As important as Time Out Of Mind is though, both in terms of relevance and musical invention, one thing is generally glossed over in the reviews that greeted it with open arms: It is deadly boring. Eleven tracks in over seventy minutes is a tough row to hoe for the best, and Dylan didn't prove to be up to the task (as even he seems to have noticed; 2001's fine Love And Theft scales things back a bit). The best material on Time Out Of Mind aren't just the best songs Dylan has had for years, they rank up there with his classic material with their cavernous, apocalyptic power. Unfortunately, it's only by cutting out all of the lesser songs that you can really hear that. Trimmed down to a mere seven songs, the focus is placed where it should be, on the spare, measured performances and production and Dylan's most despairing set of lyrics.

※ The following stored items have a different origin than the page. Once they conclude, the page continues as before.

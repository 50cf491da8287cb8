use tracing::debug;

use crate::alias::AliasIndex;
use crate::entity::{
    Direction, IceState, Item, ItemId, ItemLocation, Player, Room, RoomId, RoomState,
};
use crate::narration::Narration;
use crate::script::{AltarScript, ChamberScript, LibraryScript, VaultScript};

/// The whole game state: rooms, items, and the player.
///
/// Rooms and items are created once by [`World::new`] and never removed.
/// Only exits, room state, item locations, and the player change during play.
#[derive(Debug, Clone)]
pub struct World {
    rooms: Vec<Room>,
    items: Vec<Item>,
    player: Player,

    // Derived from `items`
    aliases: AliasIndex,
}

impl World {
    /// Build the tower in its starting state.
    pub fn new() -> Self {
        let mut rooms = vec![
            Room::new(
                RoomId::Entrance,
                "You stand at the grand entrance of the ancient tower.",
            ),
            Room::new(
                RoomId::Library,
                "Dusty books line the walls. A faint glow comes from a pedestal.",
            )
            .with_clue("A crystal orb must be placed on the pedestal to reveal the path east.")
            .with_script(LibraryScript),
            Room::new(
                RoomId::Altar,
                "An altar with runes that pulse softly. A deep chasm blocks the northern path.",
            )
            .with_clue("You need an enchanted rope to cross the chasm below.")
            .with_script(AltarScript),
            Room::new(
                RoomId::Chamber,
                "The chamber contains a frozen pool. Something glitters beneath the ice.",
            )
            .with_clue("Perhaps fire could melt the ice, and cold could make it safe again.")
            .with_state(RoomState::Chamber {
                ice: IceState::Frozen,
            })
            .with_script(ChamberScript),
            Room::new(
                RoomId::Vault,
                "A vault door bars your way. The Gem of Eternity sits on a stone altar inside.",
            )
            .with_clue(
                "You need the teleportation stone (and a key) to open this vault from here.",
            )
            .with_state(RoomState::Vault { open: false })
            .with_script(VaultScript),
        ];

        // Gated exits (Library east, Altar north, Chamber east) are added by puzzles.
        for (from, direction, to) in [
            (RoomId::Entrance, Direction::North, RoomId::Library),
            (RoomId::Library, Direction::South, RoomId::Entrance),
            (RoomId::Altar, Direction::West, RoomId::Library),
            (RoomId::Chamber, Direction::South, RoomId::Altar),
            (RoomId::Vault, Direction::West, RoomId::Chamber),
        ] {
            rooms[from.index()].connect(direction, to);
        }

        let items = vec![
            Item::new(
                ItemId::CrystalOrb,
                ItemLocation::Room(RoomId::Library),
                "Library",
            )
            .with_aliases(&["orb"]),
            Item::new(
                ItemId::EnchantedRope,
                ItemLocation::Room(RoomId::Altar),
                "Chasm",
            )
            .with_aliases(&["rope"]),
            Item::new(
                ItemId::FireScroll,
                ItemLocation::Room(RoomId::Chamber),
                "Ice Pool",
            )
            .with_aliases(&["fire", "scroll"]),
            Item::new(
                ItemId::IceWand,
                ItemLocation::Room(RoomId::Chamber),
                "Ice Pool",
            )
            .with_aliases(&["ice", "wand"]),
            Item::new(
                ItemId::TeleportationStone,
                ItemLocation::Room(RoomId::Entrance),
                "Vault",
            )
            .with_aliases(&["stone", "teleporter", "tp stone"]),
            Item::new(ItemId::VaultKey, ItemLocation::NotPlaced, "Vault").with_aliases(&["key"]),
        ];

        let aliases = AliasIndex::build(&items);

        Self {
            rooms,
            items,
            player: Player::new(RoomId::Entrance),
            aliases,
        }
    }

    // -----------------------------------------------------------------------
    // Accessors
    // -----------------------------------------------------------------------

    /// Get a room.
    pub fn room(&self, id: RoomId) -> &Room {
        &self.rooms[id.index()]
    }

    /// Get a mutable reference to a room.
    pub fn room_mut(&mut self, id: RoomId) -> &mut Room {
        &mut self.rooms[id.index()]
    }

    /// All rooms, in world-build order.
    pub fn rooms(&self) -> impl Iterator<Item = &Room> {
        self.rooms.iter()
    }

    /// Get an item.
    pub fn item(&self, id: ItemId) -> &Item {
        &self.items[id.index()]
    }

    /// Get a mutable reference to an item.
    pub fn item_mut(&mut self, id: ItemId) -> &mut Item {
        &mut self.items[id.index()]
    }

    /// All items, in world-build order.
    pub fn items(&self) -> impl Iterator<Item = &Item> {
        self.items.iter()
    }

    /// Items lying in a room.
    pub fn items_in(&self, room: RoomId) -> impl Iterator<Item = &Item> {
        self.items
            .iter()
            .filter(move |item| item.location == ItemLocation::Room(room))
    }

    /// The player.
    pub fn player(&self) -> &Player {
        &self.player
    }

    /// Get a mutable reference to the player.
    pub fn player_mut(&mut self) -> &mut Player {
        &mut self.player
    }

    /// The room the player is standing in.
    pub fn current_room(&self) -> &Room {
        self.room(self.player.room)
    }

    /// Resolve player-typed text to an item via names and aliases.
    pub fn resolve_item(&self, input: &str) -> Option<ItemId> {
        self.aliases.resolve(input)
    }

    /// Whether the vault door has been opened.
    pub fn vault_open(&self) -> bool {
        self.room(RoomId::Vault).state.is_open().unwrap_or(false)
    }

    // -----------------------------------------------------------------------
    // Operations
    // -----------------------------------------------------------------------

    /// Move the player through an exit of the current room.
    ///
    /// A missing exit is narrated and changes nothing. A successful move asks
    /// for a status render.
    pub fn move_player(&mut self, direction: Direction) -> Narration {
        match self.current_room().exit(direction) {
            Some(destination) => {
                debug!(from = %self.player.room, to = %destination, "player moved");
                self.player.room = destination;
                let mut narration = Narration::new();
                narration.request_status();
                narration
            }
            None => Narration::line("You can't go that way."),
        }
    }

    /// Pick up an item lying in the current room, then run the room's pick hook.
    pub fn pick(&mut self, item: ItemId) -> Narration {
        let here = self.player.room;
        if self.item(item).location != ItemLocation::Room(here) {
            return Narration::line(format!("There is no {item} here."));
        }
        if self.player.has(item) {
            return Narration::line(format!("You already have the {item}."));
        }

        self.item_mut(item).location = ItemLocation::Inventory;
        self.player.add(item);
        debug!(%item, room = %here, "item picked up");

        let mut narration = Narration::line(format!("You picked up the {item}."));
        if let Some(script) = self.room(here).script() {
            script.on_pick(self, item, &mut narration);
        }
        narration
    }

    /// Use a carried item in the current room.
    ///
    /// What happens is decided by the room's script; rooms without one
    /// narrate that nothing happens.
    pub fn use_item(&mut self, item: ItemId) -> Narration {
        if !self.player.has(item) {
            return Narration::line(format!("You don't have a {item}."));
        }

        let here = self.player.room;
        let mut narration = Narration::new();
        match self.room(here).script() {
            Some(script) => {
                debug!(%item, room = %here, script = script.name(), "resolving use");
                script.on_use(self, item, &mut narration);
            }
            None => narration.say("Nothing happens."),
        }
        narration
    }

    // -----------------------------------------------------------------------
    // Restore
    // -----------------------------------------------------------------------

    pub(crate) fn replace_player(&mut self, player: Player) {
        self.player = player;
    }
}

impl Default for World {
    fn default() -> Self {
        Self::new()
    }
}

#[cfg(test)]
mod tests {
    use super::*;
    use proptest::prelude::*;

    fn world_at(room: RoomId) -> World {
        let mut world = World::new();
        world.player_mut().room = room;
        world
    }

    fn give(world: &mut World, item: ItemId) {
        world.item_mut(item).location = ItemLocation::Inventory;
        world.player_mut().add(item);
    }

    #[test]
    fn fresh_world_layout() {
        let world = World::new();
        assert_eq!(world.player().room, RoomId::Entrance);
        assert!(world.player().inventory().is_empty());
        assert_eq!(world.rooms().count(), 5);
        assert_eq!(world.items().count(), 6);
        assert_eq!(world.item(ItemId::VaultKey).location, ItemLocation::NotPlaced);
        assert!(!world.room(RoomId::Library).has_exit(Direction::East));
        assert!(!world.room(RoomId::Altar).has_exit(Direction::North));
        assert!(!world.room(RoomId::Chamber).has_exit(Direction::East));
        assert!(!world.vault_open());
    }

    #[test]
    fn move_through_exit() {
        let mut world = World::new();
        let narration = world.move_player(Direction::North);
        assert!(narration.wants_status());
        assert_eq!(world.player().room, RoomId::Library);
    }

    #[test]
    fn move_into_wall() {
        let mut world = World::new();
        let narration = world.move_player(Direction::East);
        assert!(narration.contains("You can't go that way."));
        assert!(!narration.wants_status());
        assert_eq!(world.player().room, RoomId::Entrance);
    }

    #[test]
    fn pick_item_here() {
        let mut world = World::new();
        let narration = world.pick(ItemId::TeleportationStone);
        assert!(narration.contains("You picked up the Teleportation Stone."));
        assert_eq!(world.player().inventory(), &[ItemId::TeleportationStone]);
        assert_eq!(
            world.item(ItemId::TeleportationStone).location,
            ItemLocation::Inventory
        );
    }

    #[test]
    fn pick_item_elsewhere() {
        let mut world = World::new();
        let narration = world.pick(ItemId::CrystalOrb);
        assert!(narration.contains("There is no Crystal Orb here."));
        assert!(world.player().inventory().is_empty());
        assert_eq!(
            world.item(ItemId::CrystalOrb).location,
            ItemLocation::Room(RoomId::Library)
        );
    }

    #[test]
    fn pick_twice() {
        let mut world = World::new();
        world.pick(ItemId::TeleportationStone);
        let narration = world.pick(ItemId::TeleportationStone);
        assert!(narration.contains("There is no Teleportation Stone here."));
        assert_eq!(world.player().inventory().len(), 1);
    }

    #[test]
    fn pick_unplaced_key() {
        let mut world = world_at(RoomId::Chamber);
        let narration = world.pick(ItemId::VaultKey);
        assert!(narration.contains("There is no Vault Key here."));
        assert!(!world.player().has(ItemId::VaultKey));
    }

    #[test]
    fn use_without_holding() {
        let mut world = world_at(RoomId::Library);
        let narration = world.use_item(ItemId::CrystalOrb);
        assert!(narration.contains("You don't have a Crystal Orb."));
        assert!(!world.room(RoomId::Library).has_exit(Direction::East));
    }

    #[test]
    fn use_in_room_without_script() {
        let mut world = World::new();
        give(&mut world, ItemId::TeleportationStone);
        let narration = world.use_item(ItemId::TeleportationStone);
        assert_eq!(narration.lines(), &["Nothing happens."]);
    }

    #[test]
    fn resolve_aliases() {
        let world = World::new();
        assert_eq!(world.resolve_item("tp stone"), Some(ItemId::TeleportationStone));
        assert_eq!(world.resolve_item("Fire"), Some(ItemId::FireScroll));
        assert_eq!(world.resolve_item("wand"), Some(ItemId::IceWand));
        assert_eq!(world.resolve_item("gem"), None);
    }

    fn room_strategy() -> impl Strategy<Value = RoomId> {
        prop::sample::select(RoomId::ALL.to_vec())
    }

    fn direction_strategy() -> impl Strategy<Value = Direction> {
        prop::sample::select(Direction::ALL.to_vec())
    }

    proptest! {
        #[test]
        fn blocked_moves_change_nothing(room in room_strategy(), direction in direction_strategy()) {
            let mut world = world_at(room);
            prop_assume!(!world.room(room).has_exit(direction));

            let narration = world.move_player(direction);
            prop_assert_eq!(world.player().room, room);
            prop_assert!(narration.contains("You can't go that way."));
            prop_assert!(!narration.wants_status());
        }

        #[test]
        fn picking_elsewhere_changes_nothing(room in room_strategy(), index in 0usize..ItemId::ALL.len()) {
            let item = ItemId::ALL[index];
            let mut world = world_at(room);
            let before = world.item(item).location;
            prop_assume!(before != ItemLocation::Room(room));

            world.pick(item);
            prop_assert!(world.player().inventory().is_empty());
            prop_assert_eq!(world.item(item).location, before);
        }
    }
}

On these songs loss of love is clearly bothering Dylan, and he identifies it with a creeping decay in the world; his delivery combined with the lyrics paints a picture of the bad side of town full of hurt and distress. He's no pleasant hippie troubadour; he's the guy on stage with a stain on his shirt from where his heart used to be and he'd as soon kill you as sing to you. A nearly complete misanthropy flows from these songs like black water, and the relentless negativity becomes one of the set's strongest attributes.
Side One
01. Love Sick (5:21)
My first introduction to the modern Dylan was with this song, and it's still one of his best. That crawling organ underpins a slow-motion repudiation of love, Dylan resorting to more and more juvenile claims (“I wish I'd never met you”) in an effort to get away from the central truth of the matter: he'd do anything to be with you. This is the sort of song that sounds callow from yet another pretty 20-something, but from Bob Dylan it sounds perilously final. He almost sounds omniscient on these songs, a broken Odin hanging from the tree of his own wisdom, and Lanois responds by making the spare guitar stabs and the organ sound as if they're coming from the other side of the world.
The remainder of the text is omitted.